He could have been an asset to U.S. forces, Lagournis writes, but the word of an anonymous and perhaps payed-off informant was all the U.S. needed to hold him.
Akram was forthcoming and easygoing, and could have been a source if we’d gone about this the right way — that is, if we’d gone to him and asked him questions or asked him to watch out for particular people, instead of arresting him and interrogating him repeatedly. At least five times Wayne and I went through the same questions with Akram, and soon it dawned on this seventy-year-old man that we weren’t going to let him go. I finally confirmed, two weeks after his arrest that he was going to be sent to Abu Ghraib. For the first time, he looked like he was about to cry as he stated what was now obvious: "So, I’m going to die in an American prison."
There are others, like the man whose entire family was severely beaten and arrested in an even that could serve as an illustration of the term "SNAFU" — when the military raided what top brass believed to be a terrorist training camp, but turned out to be the new location of the Iraq Ministry of Oil. Yet, despite most of the men arrested being on the Ministry payroll as guards, despite the tons of Oil Ministry paperwork that was collected as evidence, and despite an irate call from the Oil Ministry demanding to know where its guard detail was, this man was held.because of an elderly Egyptian houseguest and a scope one of his sons found and brought home as a curiosity.
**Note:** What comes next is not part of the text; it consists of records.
//! Email address type for the sign-in and registration forms.

use core::fmt;

use serde::{Deserialize, Serialize};

/// Why an email address was rejected before any network call.
///
/// The `Display` form of every variant is the user-facing message the form
/// shows, so callers surface rejections with `err.to_string()`.
#[derive(thiserror::Error, Debug, Clone, PartialEq, Eq)]
pub enum EmailError {
    /// The input was empty or only whitespace.
    #[error("Please enter your email address")]
    Blank,
    /// The input exceeds the RFC 5321 length limit.
    #[error("Email address is too long")]
    TooLong,
    /// The input does not look like `local@domain`.
    #[error("Please enter a valid email address")]
    Malformed,
}

/// A structurally plausible email address.
///
/// The check here is deliberately shallow: one `@`, a non-empty local part,
/// and a dotted domain. Its job is to reject obviously malformed input
/// before a request is made; the backend remains the authority on whether
/// an address is real.
#[derive(Debug, Clone, Serialize, Deserialize, PartialEq, Eq, Hash)]
#[serde(transparent)]
pub struct Email(String);

impl Email {
    /// Maximum length of an email address (RFC 5321).
    pub const MAX_LENGTH: usize = 254;

    /// Parse an `Email`, trimming surrounding whitespace first.
    ///
    /// # Errors
    ///
    /// Returns [`EmailError`] when the trimmed input is blank, too long, or
    /// not shaped like `local@domain.tld`.
    pub fn parse(input: &str) -> Result<Self, EmailError> {
        let trimmed = input.trim();
        if trimmed.is_empty() {
            return Err(EmailError::Blank);
        }
        if trimmed.len() > Self::MAX_LENGTH {
            return Err(EmailError::TooLong);
        }

        let (local, domain) = trimmed.split_once('@').ok_or(EmailError::Malformed)?;
        if local.is_empty() || domain.is_empty() || domain.contains('@') || !domain.contains('.') {
            return Err(EmailError::Malformed);
        }

        Ok(Self(trimmed.to_owned()))
    }

    /// The address as a string slice.
    #[must_use]
    pub fn as_str(&self) -> &str {
        &self.0
    }

    /// Consumes the `Email` and returns its inner string.
    #[must_use]
    pub fn into_inner(self) -> String {
        self.0
    }
}

impl fmt::Display for Email {
    fn fmt(&self, f: &mut fmt::Formatter<'_>) -> fmt::Result {
        write!(f, "{}", self.0)
    }
}

impl std::str::FromStr for Email {
    type Err = EmailError;

    fn from_str(s: &str) -> Result<Self, Self::Err> {
        Self::parse(s)
    }
}

impl AsRef<str> for Email {
    fn as_ref(&self) -> &str {
        &self.0
    }
}

#[cfg(test)]
#[allow(clippy::unwrap_used)]
mod tests {
    use super::*;

    #[test]
    fn test_accepts_ordinary_addresses() {
        assert!(Email::parse("rose@daisyatelier.com").is_ok());
        assert!(Email::parse("user.name+tag@domain.co.uk").is_ok());
        assert!(Email::parse("a@b.c").is_ok());
    }

    #[test]
    fn test_trims_surrounding_whitespace() {
        let email = Email::parse("  rose@daisyatelier.com ").unwrap();
        assert_eq!(email.as_str(), "rose@daisyatelier.com");
    }

    #[test]
    fn test_blank_input() {
        assert_eq!(Email::parse(""), Err(EmailError::Blank));
        assert_eq!(Email::parse("   "), Err(EmailError::Blank));
    }

    #[test]
    fn test_length_limit() {
        let long = format!("{}@example.com", "a".repeat(250));
        assert_eq!(Email::parse(&long), Err(EmailError::TooLong));
    }

    #[test]
    fn test_rejects_malformed_shapes() {
        for input in [
            "no-at-symbol",
            "@daisyatelier.com",
            "rose@",
            "rose@localhost",
            "rose@a@b.com",
        ] {
            assert_eq!(Email::parse(input), Err(EmailError::Malformed), "{input}");
        }
    }

    #[test]
    fn test_rejection_messages_are_user_facing() {
        assert_eq!(
            EmailError::Malformed.to_string(),
            "Please enter a valid email address"
        );
        assert_eq!(
            EmailError::Blank.to_string(),
            "Please enter your email address"
        );
    }

    #[test]
    fn test_serde_transparent() {
        let email = Email::parse("rose@daisyatelier.com").unwrap();
        let json = serde_json::to_string(&email).unwrap();
        assert_eq!(json, "\"rose@daisyatelier.com\"");

        let parsed: Email = serde_json::from_str(&json).unwrap();
        assert_eq!(parsed, email);
    }

    #[test]
    fn test_from_str() {
        let email: Email = "rose@daisyatelier.com".parse().unwrap();
        assert_eq!(email.as_ref(), "rose@daisyatelier.com");
    }
}
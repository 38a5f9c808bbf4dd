//! End-to-end admin product list scenarios.

use std::time::{Duration, Instant};

use daisy_admin::products::list::{ListPhase, ProductListController};
use daisy_admin::{Notice, NoticeKind};
use daisy_client::{ApiClient, ClientConfig, Storage};
use daisy_core::{AdminProductId, BulkStatus};
use daisy_integration_tests::MockBackend;

fn controller(backend: &MockBackend) -> ProductListController {
    let api = ApiClient::new(&backend.config(), Storage::memory());
    ProductListController::new(api)
}

#[tokio::test]
async fn test_debounced_search_issues_one_request() {
    let backend = MockBackend::spawn().await;
    let controller = controller(&backend);
    let t0 = Instant::now();

    // Two keystrokes inside the 300 ms window; only the second survives
    controller.set_search_input("ri", t0).await;
    controller
        .set_search_input("ring", t0 + Duration::from_millis(100))
        .await;

    // Window of the second keystroke has not elapsed yet
    assert!(!controller.poll_search(t0 + Duration::from_millis(250)).await);
    assert!(backend.recorded().list_requests.is_empty());

    // Now it fires, exactly once
    assert!(controller.poll_search(t0 + Duration::from_millis(500)).await);
    assert!(!controller.poll_search(t0 + Duration::from_millis(600)).await);

    // Then the user pages forward
    controller.set_page(2).await;

    let requests = backend.recorded().list_requests.clone();
    assert_eq!(requests.len(), 2);
    // The superseded prefix never reached the wire
    assert!(requests
        .iter()
        .all(|params| params.get("search").map(String::as_str) != Some("ri")));

    let last = requests.last().expect("No requests recorded");
    assert_eq!(last.get("search").map(String::as_str), Some("ring"));
    assert_eq!(last.get("page").map(String::as_str), Some("2"));
    assert_eq!(last.get("limit").map(String::as_str), Some("20"));
}

#[tokio::test]
async fn test_superseded_fetch_never_clobbers_newer_state() {
    let backend = MockBackend::spawn().await;
    let controller = controller(&backend);

    // First fetch filters by the category the mock delays by 300 ms
    let slow = controller.clone();
    let slow_task =
        tokio::spawn(async move { slow.set_category(Some("slow".to_owned())).await });

    // Wait until the slow request is observably in flight, then supersede it
    while backend.recorded().list_requests.is_empty() {
        tokio::time::sleep(Duration::from_millis(10)).await;
    }
    controller.set_category(Some("fast".to_owned())).await;

    let fast_products = controller.products().await;
    assert_eq!(
        fast_products.first().map(|p| p.name.as_str()),
        Some("Product fast")
    );

    // Wait for the slow response to come home and be discarded
    slow_task.await.expect("Slow task panicked");
    assert_eq!(controller.phase().await, ListPhase::Loaded);
    assert_eq!(
        controller.products().await.first().map(|p| p.name.clone()),
        Some("Product fast".to_owned())
    );

    // Both requests really happened
    assert_eq!(backend.recorded().list_requests.len(), 2);
}

#[tokio::test]
async fn test_delete_refetches_list_and_stats() {
    let backend = MockBackend::spawn().await;
    let controller = controller(&backend);
    controller.refresh().await;
    assert_eq!(backend.recorded().list_requests.len(), 1);
    assert_eq!(controller.pagination().await, (3, 42));

    controller
        .delete_product(&AdminProductId::new("p-9"))
        .await;

    assert_eq!(backend.recorded().deleted_ids, vec!["p-9".to_owned()]);
    // One refetch of the list and one of the stats
    assert_eq!(backend.recorded().list_requests.len(), 2);
    assert_eq!(backend.recorded().stats_requests, 1);

    let notices = controller.take_notices().await;
    assert_eq!(
        notices,
        vec![Notice::success("Product deleted successfully")]
    );
}

#[tokio::test]
async fn test_bulk_status_batches_selection() {
    let backend = MockBackend::spawn().await;
    let controller = controller(&backend);
    controller.refresh().await;

    controller.toggle_select_all().await;
    assert_eq!(controller.selected().await.len(), 1);

    controller.bulk_status(BulkStatus::Activate).await;

    let bodies = backend.recorded().bulk_status_bodies.clone();
    assert_eq!(bodies.len(), 1);
    let body = bodies.first().expect("No bulk body");
    assert_eq!(body.get("status"), Some(&serde_json::json!("activate")));
    assert_eq!(
        body.get("productIds"),
        Some(&serde_json::json!(["p-all"]))
    );

    // Selection cleared, list and stats refetched
    assert!(controller.selected().await.is_empty());
    assert_eq!(backend.recorded().list_requests.len(), 2);
    assert_eq!(backend.recorded().stats_requests, 1);
}

#[tokio::test]
async fn test_bulk_delete_issues_one_request_per_id() {
    let backend = MockBackend::spawn().await;
    let controller = controller(&backend);
    controller.refresh().await;
    controller.toggle_select_all().await;

    controller.bulk_delete().await;

    assert_eq!(backend.recorded().deleted_ids, vec!["p-all".to_owned()]);
    assert!(controller.selected().await.is_empty());
    assert_eq!(
        controller.take_notices().await,
        vec![Notice::success("Bulk action completed successfully")]
    );
}

#[tokio::test]
async fn test_stats_populate() {
    let backend = MockBackend::spawn().await;
    let controller = controller(&backend);

    controller.refresh_stats().await;
    let stats = controller.stats().await.expect("No stats");
    assert_eq!(stats.total_products, 42);
    assert_eq!(stats.low_stock_products, 3);
}

#[tokio::test]
async fn test_export_carries_filters_without_pagination() {
    let backend = MockBackend::spawn().await;
    let controller = controller(&backend);

    controller.set_category(Some("necklace".to_owned())).await;
    controller.set_page(3).await;

    let export = controller.export_csv().await.expect("Export failed");
    assert!(export.content.starts_with("sku,name,price\n"));

    // products_YYYY-MM-DD.csv
    let date = export
        .filename
        .strip_prefix("products_")
        .and_then(|rest| rest.strip_suffix(".csv"))
        .expect("Unexpected export filename");
    assert_eq!(date.len(), 10);
    assert!(date.chars().all(|c| c.is_ascii_digit() || c == '-'));

    let requests = backend.recorded().export_requests.clone();
    let params = requests.first().expect("No export request");
    assert_eq!(params.get("category").map(String::as_str), Some("necklace"));
    assert!(!params.contains_key("page"));
    assert!(!params.contains_key("limit"));
}

#[tokio::test]
async fn test_failed_fetch_keeps_previous_list() {
    let backend = MockBackend::spawn().await;
    let controller = controller(&backend);
    controller.refresh().await;
    let loaded = controller.products().await;
    assert!(!loaded.is_empty());

    // Point a second controller's requests at a dead port by reserving an
    // address and closing it again.
    let dead_addr = {
        let listener = tokio::net::TcpListener::bind("127.0.0.1:0")
            .await
            .expect("Bind failed");
        listener.local_addr().expect("Missing addr")
    };
    let dead_config = ClientConfig {
        api_url: format!("http://{dead_addr}"),
        ..backend.config()
    };
    let unreachable =
        ProductListController::new(ApiClient::new(&dead_config, Storage::memory()));

    unreachable.refresh().await;
    assert_eq!(unreachable.phase().await, ListPhase::Error);
    assert!(unreachable.products().await.is_empty());

    let notices = unreachable.take_notices().await;
    assert_eq!(notices.len(), 1);
    let notice = notices.first().expect("No notice");
    assert_eq!(notice.kind, NoticeKind::Error);
    assert_eq!(notice.message, "Network error. Please try again.");

    // The healthy controller's state was never involved
    assert_eq!(controller.products().await, loaded);
}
Here was a man who said he was attacked in his village for working with Americans, who’d probably fought insurgents too, and who’d managed to raise intelligent, well-mannered sons despite his humble means. And, according to Lagouranis, because of one mistake that the U.S. military seemed unwilling to admit in the face of a mountain of evidence, we sent him to Abu Ghraib.
Some of them, many of them, will go home. Back to families that were already desperately poor, and that haven’t had a means of support since the only adult male — probably at the peak of his earning power — was taken away.
How many have we detained for an extended period who were the main family breadwinners?
In addition to the emotional strain, many families are suffering economic hardship, as the detainee may also be the main family breadwinner.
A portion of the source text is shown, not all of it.